## EXERCISE REQUIREMENTS
Check each line of the data for the string "reconnect". Report how many have it, and give nothing else.

########################################

//! 多语言错误消息模块
//!
//! 使用rat_embed_lang框架提供统一的错误消息多语言支持

use rat_embed_lang::register_translations;
use std::collections::HashMap;

/// 错误消息翻译注册器
pub struct ErrorMessageI18n;

impl ErrorMessageI18n {
    /// 注册所有错误消息翻译
    pub fn register_all_translations() {
        let entries: &[(&str, &str, &str, &str)] = &[
            (
                "error.connection",
                "数据库连接失败: {message}",
                "Database connection failed: {message}",
                "データベース接続に失敗しました: {message}",
            ),
            (
                "error.reconnect",
                "无法重新连接数据库: {message}",
                "Unable to reconnect to database: {message}",
                "データベースに再接続できません: {message}",
            ),
            (
                "error.connection_unavailable",
                "连接不可用，等待重建",
                "Connection unavailable, awaiting reconnect",
                "接続が利用できません。再接続待ちです",
            ),
            (
                "error.task_panicked",
                "任务执行异常中止: {message}",
                "Task execution panicked: {message}",
                "タスクの実行中にパニックが発生しました: {message}",
            ),
            (
                "error.charset",
                "设置字符集失败: {message}",
                "Failed to set character set: {message}",
                "文字セットの設定に失敗しました: {message}",
            ),
            (
                "error.charset_invalid",
                "非法的字符集名称: {name}",
                "Invalid character set name: {name}",
                "無効な文字セット名: {name}",
            ),
            (
                "error.config",
                "配置错误: {message}",
                "Configuration error: {message}",
                "設定エラー: {message}",
            ),
            (
                "error.alias_not_found",
                "数据库别名 '{alias}' 未找到",
                "Database alias '{alias}' not found",
                "データベースエイリアス '{alias}' が見つかりません",
            ),
            (
                "error.not_running",
                "数据库 '{alias}' 已停止接收任务",
                "Database '{alias}' is no longer accepting work",
                "データベース '{alias}' はタスクを受け付けていません",
            ),
            (
                "error.worker_spawn",
                "工作线程启动失败: {message}",
                "Failed to start worker thread: {message}",
                "ワーカースレッドの起動に失敗しました: {message}",
            ),
            (
                "error.runtime",
                "创建tokio runtime失败: {message}",
                "Failed to create tokio runtime: {message}",
                "tokioランタイムの作成に失敗しました: {message}",
            ),
            (
                "error.unsupported_database",
                "不支持的数据库类型（可能需要启用相应的feature）: {db_type}",
                "Unsupported database type (a feature may need to be enabled): {db_type}",
                "サポートされていないデータベースタイプ（featureの有効化が必要な場合があります）: {db_type}",
            ),
            (
                "error.sqlite_file_not_found",
                "SQLite数据库文件不存在且未启用自动创建: {path}",
                "SQLite database file does not exist and auto-create is not enabled: {path}",
                "SQLiteデータベースファイルが存在せず、自動作成が有効ではありません: {path}",
            ),
        ];

        let mut translations = HashMap::new();
        for (key, zh, en, ja) in entries {
            let mut messages = HashMap::new();
            messages.insert("zh-CN".to_string(), zh.to_string());
            messages.insert("en-US".to_string(), en.to_string());
            messages.insert("ja-JP".to_string(), ja.to_string());
            translations.insert(key.to_string(), messages);
        }

        // 注册所有翻译
        register_translations(translations);
    }

    /// 初始化错误消息多语言支持
    pub fn init() {
        Self::register_all_translations();

        // 从环境变量获取语言设置，默认为zh-CN
        let lang = std::env::var("RAT_LANG")
            .or_else(|_| std::env::var("LANG"))
            .unwrap_or_else(|_| "zh-CN".to_string());

        // 标准化语言代码
        use rat_embed_lang::normalize_language_code;
        let normalized_lang = normalize_language_code(&lang);
        set_language(&normalized_lang);
    }
}

/// 重新导出rat_embed_lang的核心函数
pub use rat_embed_lang::{current_language, set_language, t, tf};
//! 数据库管理模块
//!
//! 提供单个数据库的执行门面与按别名索引的注册表

mod database;
mod registry;

// 重新导出主要类型
pub use database::{Database, DatabaseState};
pub use registry::Registry;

########################################

## TASK RESULT
3